▶ [Entries taken from a collection]
_____
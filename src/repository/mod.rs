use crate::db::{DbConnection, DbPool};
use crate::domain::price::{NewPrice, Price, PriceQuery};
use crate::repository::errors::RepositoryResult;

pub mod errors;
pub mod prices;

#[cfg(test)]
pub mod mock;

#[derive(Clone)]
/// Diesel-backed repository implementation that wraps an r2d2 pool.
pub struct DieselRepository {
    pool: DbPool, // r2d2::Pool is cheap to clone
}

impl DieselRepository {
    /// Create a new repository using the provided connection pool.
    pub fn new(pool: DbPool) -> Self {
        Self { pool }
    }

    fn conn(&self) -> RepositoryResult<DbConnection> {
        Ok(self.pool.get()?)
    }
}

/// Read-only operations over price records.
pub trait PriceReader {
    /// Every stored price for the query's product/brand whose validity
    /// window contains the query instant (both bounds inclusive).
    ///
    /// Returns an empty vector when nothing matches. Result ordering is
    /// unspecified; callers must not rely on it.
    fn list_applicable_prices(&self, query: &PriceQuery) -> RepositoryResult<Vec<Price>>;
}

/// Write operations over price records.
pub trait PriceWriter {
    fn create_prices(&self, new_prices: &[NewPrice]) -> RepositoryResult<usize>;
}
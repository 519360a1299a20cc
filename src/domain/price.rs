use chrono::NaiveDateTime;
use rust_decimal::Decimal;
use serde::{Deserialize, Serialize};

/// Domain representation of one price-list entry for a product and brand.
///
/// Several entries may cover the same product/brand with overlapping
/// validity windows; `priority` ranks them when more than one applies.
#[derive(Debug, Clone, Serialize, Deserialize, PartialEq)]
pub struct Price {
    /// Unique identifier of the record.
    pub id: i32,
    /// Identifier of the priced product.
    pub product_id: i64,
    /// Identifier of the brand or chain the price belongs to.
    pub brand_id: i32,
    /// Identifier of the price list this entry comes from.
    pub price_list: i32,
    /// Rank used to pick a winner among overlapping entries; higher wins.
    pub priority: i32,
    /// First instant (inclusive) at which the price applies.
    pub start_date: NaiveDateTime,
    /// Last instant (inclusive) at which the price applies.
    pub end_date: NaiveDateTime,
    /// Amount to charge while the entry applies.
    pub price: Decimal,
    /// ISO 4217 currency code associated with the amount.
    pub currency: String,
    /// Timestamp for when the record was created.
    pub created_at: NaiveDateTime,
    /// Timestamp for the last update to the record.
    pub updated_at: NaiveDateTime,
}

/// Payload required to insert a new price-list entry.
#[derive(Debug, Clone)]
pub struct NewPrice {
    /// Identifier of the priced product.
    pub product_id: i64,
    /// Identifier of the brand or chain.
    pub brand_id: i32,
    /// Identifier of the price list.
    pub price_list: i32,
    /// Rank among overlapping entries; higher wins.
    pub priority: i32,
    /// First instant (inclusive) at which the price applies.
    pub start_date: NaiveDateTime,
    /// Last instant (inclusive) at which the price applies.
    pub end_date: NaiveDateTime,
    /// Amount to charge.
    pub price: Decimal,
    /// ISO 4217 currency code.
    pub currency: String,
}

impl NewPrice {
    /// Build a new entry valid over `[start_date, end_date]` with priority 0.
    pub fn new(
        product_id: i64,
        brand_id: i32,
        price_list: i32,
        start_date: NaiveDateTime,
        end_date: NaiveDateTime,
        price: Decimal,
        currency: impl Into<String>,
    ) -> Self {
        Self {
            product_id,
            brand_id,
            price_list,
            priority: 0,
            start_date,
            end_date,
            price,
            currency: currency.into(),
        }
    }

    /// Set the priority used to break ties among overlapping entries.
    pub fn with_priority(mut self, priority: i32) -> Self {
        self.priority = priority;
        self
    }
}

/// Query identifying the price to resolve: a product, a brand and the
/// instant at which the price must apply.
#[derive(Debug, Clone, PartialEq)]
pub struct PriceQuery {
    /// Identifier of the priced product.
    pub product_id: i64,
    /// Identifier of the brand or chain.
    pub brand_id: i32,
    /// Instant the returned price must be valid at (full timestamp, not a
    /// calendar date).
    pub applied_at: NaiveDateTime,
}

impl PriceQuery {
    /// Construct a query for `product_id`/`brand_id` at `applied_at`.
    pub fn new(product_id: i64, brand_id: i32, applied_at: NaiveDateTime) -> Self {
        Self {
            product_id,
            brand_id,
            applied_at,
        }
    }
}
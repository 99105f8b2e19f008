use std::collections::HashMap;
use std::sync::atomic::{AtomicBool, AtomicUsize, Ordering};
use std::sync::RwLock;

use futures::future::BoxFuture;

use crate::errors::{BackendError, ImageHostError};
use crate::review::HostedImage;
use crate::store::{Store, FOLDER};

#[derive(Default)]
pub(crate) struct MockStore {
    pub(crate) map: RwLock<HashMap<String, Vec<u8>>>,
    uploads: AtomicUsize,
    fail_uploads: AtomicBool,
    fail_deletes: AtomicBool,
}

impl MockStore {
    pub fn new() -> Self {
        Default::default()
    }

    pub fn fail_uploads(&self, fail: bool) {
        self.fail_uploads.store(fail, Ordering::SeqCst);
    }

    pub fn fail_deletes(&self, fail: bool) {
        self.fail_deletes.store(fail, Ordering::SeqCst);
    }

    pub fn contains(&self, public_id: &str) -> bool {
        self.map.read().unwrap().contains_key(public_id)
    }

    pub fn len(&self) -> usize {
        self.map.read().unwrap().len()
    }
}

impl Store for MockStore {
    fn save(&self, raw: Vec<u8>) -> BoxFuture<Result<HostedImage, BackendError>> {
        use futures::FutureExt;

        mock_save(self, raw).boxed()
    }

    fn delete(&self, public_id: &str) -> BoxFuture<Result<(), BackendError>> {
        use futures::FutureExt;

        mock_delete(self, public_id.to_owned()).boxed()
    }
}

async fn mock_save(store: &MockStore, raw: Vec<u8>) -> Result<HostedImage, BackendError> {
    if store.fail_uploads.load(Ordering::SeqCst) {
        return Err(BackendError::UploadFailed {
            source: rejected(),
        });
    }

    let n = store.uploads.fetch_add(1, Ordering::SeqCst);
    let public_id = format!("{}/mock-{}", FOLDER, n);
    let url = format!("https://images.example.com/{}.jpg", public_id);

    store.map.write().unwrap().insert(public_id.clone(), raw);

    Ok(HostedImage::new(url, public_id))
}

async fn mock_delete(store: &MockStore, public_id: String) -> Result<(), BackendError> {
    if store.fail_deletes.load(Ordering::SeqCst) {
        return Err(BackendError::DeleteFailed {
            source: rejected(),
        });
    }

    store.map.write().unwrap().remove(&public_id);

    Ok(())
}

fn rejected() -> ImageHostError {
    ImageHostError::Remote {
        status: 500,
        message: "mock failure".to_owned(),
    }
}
_____
▶ [REQUIREMENT]
From the data above, show each line that contains "among".

▶ [REPLY TO THE TASK]
    /// Rank used to pick a winner among overlapping entries; higher wins.
    /// Rank among overlapping entries; higher wins.
    /// Set the priority used to break ties among overlapping entries.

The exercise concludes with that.